Die Aufsätze, die auf Helmingers Auskünfte folgen, leisten teilweise die Einführung in Helmingers Werk, so vor allem der Text von Claude D. Conter, der neben einem biografischen Abriss und der Beschreibung von Helmingers Vernetzung im deutschen und im luxemburgischen Kulturbetrieb auch die Umrisse seiner Poetik ausformuliert. Die restlichen Aufsätze werfen jeweils ein Schlaglicht auf einen besonderen Aspekt von Helmingers Werk oder auf einzelne Veröffentlichungen, wobei Helmingers Romane und Erzählungen im Mittelpunkt stehen. Etwas forciert wirkt – gerade angesichts der Auslassung der Lyrik als einem zentralen Aspekt von Helmingers Schreiben – der Aufsatz zu „Guy Helminger als Drehbuchautor“, der vornehmlich die literarischen Referenzen in den von Helminger verfassten Folgen der Sitcom Weemseesdet untersucht und auf Helmingers Tätigkeit als Moderator im luxemburgischen Fernsehen eingeht.

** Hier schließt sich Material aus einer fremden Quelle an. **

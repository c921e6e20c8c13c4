//! Rewrite rule: which marker, which tag, and what to replace it with

use crate::error::{Result, TwoslashError};

pub const DEFAULT_MARKER: &str = "**Example:**";
pub const DEFAULT_FROM_LANG: &str = "typescript";
pub const DEFAULT_TO_LANG: &str = "ts twoslash";

/// Describes a single language-tag rewrite inside example sections.
#[derive(Debug, Clone, PartialEq, Eq)]
pub struct RewriteRule {
    /// Literal text that opens an example section
    pub marker: String,
    /// Language tag eligible for rewriting
    pub from_lang: String,
    /// Replacement written in place of `from_lang`
    pub to_lang: String,
}

impl Default for RewriteRule {
    fn default() -> Self {
        RewriteRule {
            marker: DEFAULT_MARKER.to_string(),
            from_lang: DEFAULT_FROM_LANG.to_string(),
            to_lang: DEFAULT_TO_LANG.to_string(),
        }
    }
}

impl RewriteRule {
    pub fn new(
        marker: impl Into<String>,
        from_lang: impl Into<String>,
        to_lang: impl Into<String>,
    ) -> Result<Self> {
        let rule = RewriteRule {
            marker: marker.into(),
            from_lang: from_lang.into(),
            to_lang: to_lang.into(),
        };
        rule.validate()?;
        Ok(rule)
    }

    /// Check the rule can be applied without corrupting fences.
    pub fn validate(&self) -> Result<()> {
        if self.marker.trim().is_empty() {
            return Err(TwoslashError::Config("Marker must not be empty".to_string()));
        }

        if self.from_lang.is_empty()
            || self
                .from_lang
                .chars()
                .any(|ch| ch.is_whitespace() || ch == '`')
        {
            return Err(TwoslashError::Config(format!(
                "Invalid source language tag: '{}'. Expected a single word without backticks",
                self.from_lang
            )));
        }

        if self.to_lang.trim().is_empty()
            || self.to_lang.contains(['`', '\n', '\r'])
        {
            return Err(TwoslashError::Config(format!(
                "Invalid target language tag: '{}'",
                self.to_lang
            )));
        }

        Ok(())
    }

    /// Whether an already rewritten block could match again.
    pub fn is_idempotent(&self) -> bool {
        match self.to_lang.strip_prefix(self.from_lang.as_str()) {
            Some(rest) => rest.is_empty() || !rest.starts_with(char::is_whitespace),
            None => true,
        }
    }
}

An dieser Stelle offenbart sich eine Schwierigkeit, die von den Herausgebern des Bandes leider völlig ausgeblendet wird: Ein Buch dieser Art zusammen mit dem in Frage stehenden Autor herauszugeben, der ja an der Reflexion über sein Schreiben selbst teilnimmt, bedeutet, die wissenschaftliche Distanz zum Untersuchungsgegenstand zumindest teilweise aufzuheben. Dass die Aussagen Helmingers aus den Poetikvorlesungen von den Aufsätzen lediglich bestätigt, kaum aber diskutiert oder in Frage gestellt werden, dass diese Aufsätze größtenteils isolierte Perspektiven bieten, anstatt verstärkt aufeinander einzugehen, verhindert den Anstoß einer literarischen Diskussion innerhalb des Bandes selbst. Schade ist auch, dass zwar Helmingers Vernetzung in den Kulturbetrieben thematisiert wird, nicht aber der Widerhall seiner verschiedenen Tätigkeiten in der Presse und bei einem breiteren Publikum.
Die größte Schwäche des Buches betrifft allerdings nicht den Inhalt, sondern die unhandliche Aufmachung, die eher an einen Fotoband erinnert als an eine wissenschaftliche Publikation. Das Querformat und das schwere, seidenmatte Papier kommen zwar der Wiedergabe der zahlreichen Autorenporträts und Bilddokumente zugute, sie verkomplizieren aber auch die Handhabung im akademischen Alltag, in dem das Buch vornehmlich Verwendung finden wird.